┏━━

//! Configuration parsing and validation.
//!
//! The mock is configured from a TOML file with CLI overrides. Every section
//! has defaults, so an empty file starts a four-node cluster with a single
//! password-less couchbase bucket named `default`.

use anyhow::{Context, Result};
use serde::{Deserialize, Serialize};
use std::path::Path;

use crate::control::placement::REPLICAS_MAX;

/// Top-level mock configuration.
#[derive(Debug, Clone, Serialize, Deserialize)]
pub struct Config {
    /// Cluster shape and addresses.
    #[serde(default)]
    pub cluster: ClusterConfig,

    /// Buckets served by every node.
    #[serde(default = "default_buckets")]
    pub buckets: Vec<BucketConfig>,

    /// Protocol server behavior.
    #[serde(default)]
    pub server: ServerConfig,

    /// Logging configuration.
    #[serde(default)]
    pub logging: LoggingConfig,
}

impl Default for Config {
    fn default() -> Self {
        Self {
            cluster: ClusterConfig::default(),
            buckets: default_buckets(),
            server: ServerConfig::default(),
            logging: LoggingConfig::default(),
        }
    }
}

/// Cluster shape.
#[derive(Debug, Clone, Serialize, Deserialize)]
pub struct ClusterConfig {
    /// Nodes per bucket.
    #[serde(default = "default_nodes")]
    pub nodes: usize,

    /// Replicas per vbucket.
    #[serde(default = "default_replicas")]
    pub replicas: usize,

    /// VBuckets per bucket. Must be a power of two.
    #[serde(default = "default_vbuckets")]
    pub vbuckets: usize,

    /// Address nodes bind to and advertise.
    #[serde(default = "default_host")]
    pub host: String,

    /// First node port. Zero picks ephemeral ports.
    #[serde(default)]
    pub base_port: u16,

    /// Control channel port. `None` disables it, zero picks an ephemeral port.
    #[serde(default)]
    pub control_port: Option<u16>,
}

impl Default for ClusterConfig {
    fn default() -> Self {
        Self {
            nodes: default_nodes(),
            replicas: default_replicas(),
            vbuckets: default_vbuckets(),
            host: default_host(),
            base_port: 0,
            control_port: None,
        }
    }
}

/// Bucket flavor.
#[derive(Debug, Clone, Copy, PartialEq, Eq, Hash, Serialize, Deserialize)]
#[serde(rename_all = "lowercase")]
pub enum BucketType {
    /// VBucket-aware bucket with replicas and persistence.
    Couchbase,
    /// Plain cache without vbucket ownership.
    Memcached,
}

impl std::fmt::Display for BucketType {
    fn fmt(&self, f: &mut std::fmt::Formatter<'_>) -> std::fmt::Result {
        match self {
            Self::Couchbase => write!(f, "couchbase"),
            Self::Memcached => write!(f, "memcached"),
        }
    }
}

/// One bucket definition.
#[derive(Debug, Clone, PartialEq, Eq, Serialize, Deserialize)]
pub struct BucketConfig {
    pub name: String,

    /// SASL password. Empty means connections start authenticated.
    #[serde(default)]
    pub password: String,

    #[serde(rename = "type", default = "default_bucket_type")]
    pub bucket_type: BucketType,
}

impl BucketConfig {
    pub fn new(name: impl Into<String>, password: impl Into<String>, bucket_type: BucketType) -> Self {
        Self {
            name: name.into(),
            password: password.into(),
            bucket_type,
        }
    }
}

/// Snappy negotiation mode.
#[derive(Debug, Clone, Copy, PartialEq, Eq, Default, Serialize, Deserialize)]
#[serde(rename_all = "lowercase")]
pub enum CompressionMode {
    /// SNAPPY is never negotiated.
    #[default]
    Off,
    /// Compressed values are accepted and stored as sent.
    Passive,
    /// Same as passive; compressed values are returned as stored.
    Active,
}

impl std::str::FromStr for CompressionMode {
    type Err = anyhow::Error;

    fn from_str(s: &str) -> Result<Self> {
        match s.to_ascii_lowercase().as_str() {
            "off" | "disabled" => Ok(Self::Off),
            "passive" => Ok(Self::Passive),
            "active" => Ok(Self::Active),
            other => anyhow::bail!("unknown compression mode: {}", other),
        }
    }
}

/// Protocol server behavior.
#[derive(Debug, Clone, Serialize, Deserialize)]
pub struct ServerConfig {
    /// Largest value accepted by storage commands.
    #[serde(default = "default_max_value_size")]
    pub max_value_size: usize,

    /// Concurrent client connections per node.
    #[serde(default = "default_max_connections")]
    pub max_connections: usize,

    /// Serve the cluster map over the memcached port.
    #[serde(default = "default_true")]
    pub cccp: bool,

    /// Attach an error reference to every failed response.
    #[serde(default)]
    pub enhanced_errors: bool,

    #[serde(default)]
    pub compression: CompressionMode,
}

impl Default for ServerConfig {
    fn default() -> Self {
        Self {
            max_value_size: default_max_value_size(),
            max_connections: default_max_connections(),
            cccp: true,
            enhanced_errors: false,
            compression: CompressionMode::Off,
        }
    }
}

/// Logging configuration.
#[derive(Debug, Clone, Serialize, Deserialize)]
pub struct LoggingConfig {
    /// Log level: "trace", "debug", "info", "warn", "error".
    #[serde(default = "default_log_level")]
    pub level: String,

    /// Output format: "text" or "json".
    #[serde(default = "default_log_format")]
    pub format: String,
}

impl Default for LoggingConfig {
    fn default() -> Self {
        Self {
            level: default_log_level(),
            format: default_log_format(),
        }
    }
}

// Default value functions

fn default_buckets() -> Vec<BucketConfig> {
    vec![BucketConfig::new("default", "", BucketType::Couchbase)]
}

fn default_nodes() -> usize {
    4
}

fn default_replicas() -> usize {
    2
}

fn default_vbuckets() -> usize {
    32
}

fn default_host() -> String {
    "127.0.0.1".to_string()
}

fn default_bucket_type() -> BucketType {
    BucketType::Couchbase
}

fn default_max_value_size() -> usize {
    20 * 1024 * 1024
}

fn default_max_connections() -> usize {
    1024
}

fn default_true() -> bool {
    true
}

fn default_log_level() -> String {
    "info".to_string()
}

fn default_log_format() -> String {
    "text".to_string()
}

impl Config {
    /// Load configuration from a TOML file.
    pub fn from_file(path: &Path) -> Result<Self> {
        let content = std::fs::read_to_string(path)
            .with_context(|| format!("failed to read config file: {}", path.display()))?;
        let config: Config =
            toml::from_str(&content).with_context(|| "failed to parse config file")?;
        config.validate()?;
        Ok(config)
    }

    /// Load configuration from a TOML string.
    pub fn from_toml(content: &str) -> Result<Self> {
        let config: Config = toml::from_str(content).with_context(|| "failed to parse config")?;
        config.validate()?;
        Ok(config)
    }

    /// Apply CLI overrides to the configuration.
    pub fn apply_overrides(&mut self, overrides: &ConfigOverrides) {
        if let Some(ref level) = overrides.log_level {
            self.logging.level = level.clone();
        }
        if let Some(nodes) = overrides.nodes {
            self.cluster.nodes = nodes;
        }
        if let Some(replicas) = overrides.replicas {
            self.cluster.replicas = replicas;
        }
        if let Some(vbuckets) = overrides.vbuckets {
            self.cluster.vbuckets = vbuckets;
        }
        if let Some(port) = overrides.base_port {
            self.cluster.base_port = port;
        }
        if let Some(port) = overrides.control_port {
            self.cluster.control_port = Some(port);
        }
    }

    /// Validate configuration consistency.
    pub fn validate(&self) -> Result<()> {
        self.validate_cluster()?;
        self.validate_buckets()?;
        self.validate_server()?;
        self.validate_logging()?;
        Ok(())
    }

    fn validate_cluster(&self) -> Result<()> {
        if self.cluster.nodes == 0 {
            anyhow::bail!("cluster.nodes must be > 0");
        }
        if self.cluster.replicas > REPLICAS_MAX {
            anyhow::bail!(
                "cluster.replicas must be <= {}, got: {}",
                REPLICAS_MAX,
                self.cluster.replicas
            );
        }
        if self.cluster.vbuckets == 0
            || !self.cluster.vbuckets.is_power_of_two()
            || self.cluster.vbuckets > u16::MAX as usize
        {
            anyhow::bail!(
                "cluster.vbuckets must be a power of two between 1 and 32768, got: {}",
                self.cluster.vbuckets
            );
        }
        if self.cluster.host.is_empty() {
            anyhow::bail!("cluster.host must not be empty");
        }
        Ok(())
    }

    fn validate_buckets(&self) -> Result<()> {
        if self.buckets.is_empty() {
            anyhow::bail!("at least one bucket is required");
        }
        let mut seen = std::collections::HashSet::new();
        for bucket in &self.buckets {
            if bucket.name.is_empty() {
                anyhow::bail!("bucket name must not be empty");
            }
            if !seen.insert(bucket.name.as_str()) {
                anyhow::bail!("duplicate bucket name: {}", bucket.name);
            }
        }
        Ok(())
    }

    fn validate_server(&self) -> Result<()> {
        if self.server.max_value_size == 0 {
            anyhow::bail!("server.max_value_size must be > 0");
        }
        if self.server.max_connections == 0 {
            anyhow::bail!("server.max_connections must be > 0");
        }
        Ok(())
    }

    fn validate_logging(&self) -> Result<()> {
        let valid_levels = ["trace", "debug", "info", "warn", "error"];
        if !valid_levels.contains(&self.logging.level.as_str()) {
            anyhow::bail!(
                "logging.level must be one of {:?}, got: {}",
                valid_levels,
                self.logging.level
            );
        }
        if self.logging.format != "text" && self.logging.format != "json" {
            anyhow::bail!(
                "logging.format must be 'text' or 'json', got: {}",
                self.logging.format
            );
        }
        Ok(())
    }
}

/// CLI override options that can be applied to configuration.
#[derive(Debug, Clone, Default)]
pub struct ConfigOverrides {
    /// Override log level.
    pub log_level: Option<String>,
    /// Override node count.
    pub nodes: Option<usize>,
    /// Override replica count.
    pub replicas: Option<usize>,
    /// Override vbucket count.
    pub vbuckets: Option<usize>,
    /// Override first node port.
    pub base_port: Option<u16>,
    /// Enable the control channel on this port.
    pub control_port: Option<u16>,
}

┗━━

» **Work instruction**
Copy the entries word for word. Start at the first line and end with the line containing "password-less couchbase bucket".

» **Exercise output**
//! Configuration parsing and validation.
//!
//! The mock is configured from a TOML file with CLI overrides. Every section
//! has defaults, so an empty file starts a four-node cluster with a single
//! password-less couchbase bucket named `default`.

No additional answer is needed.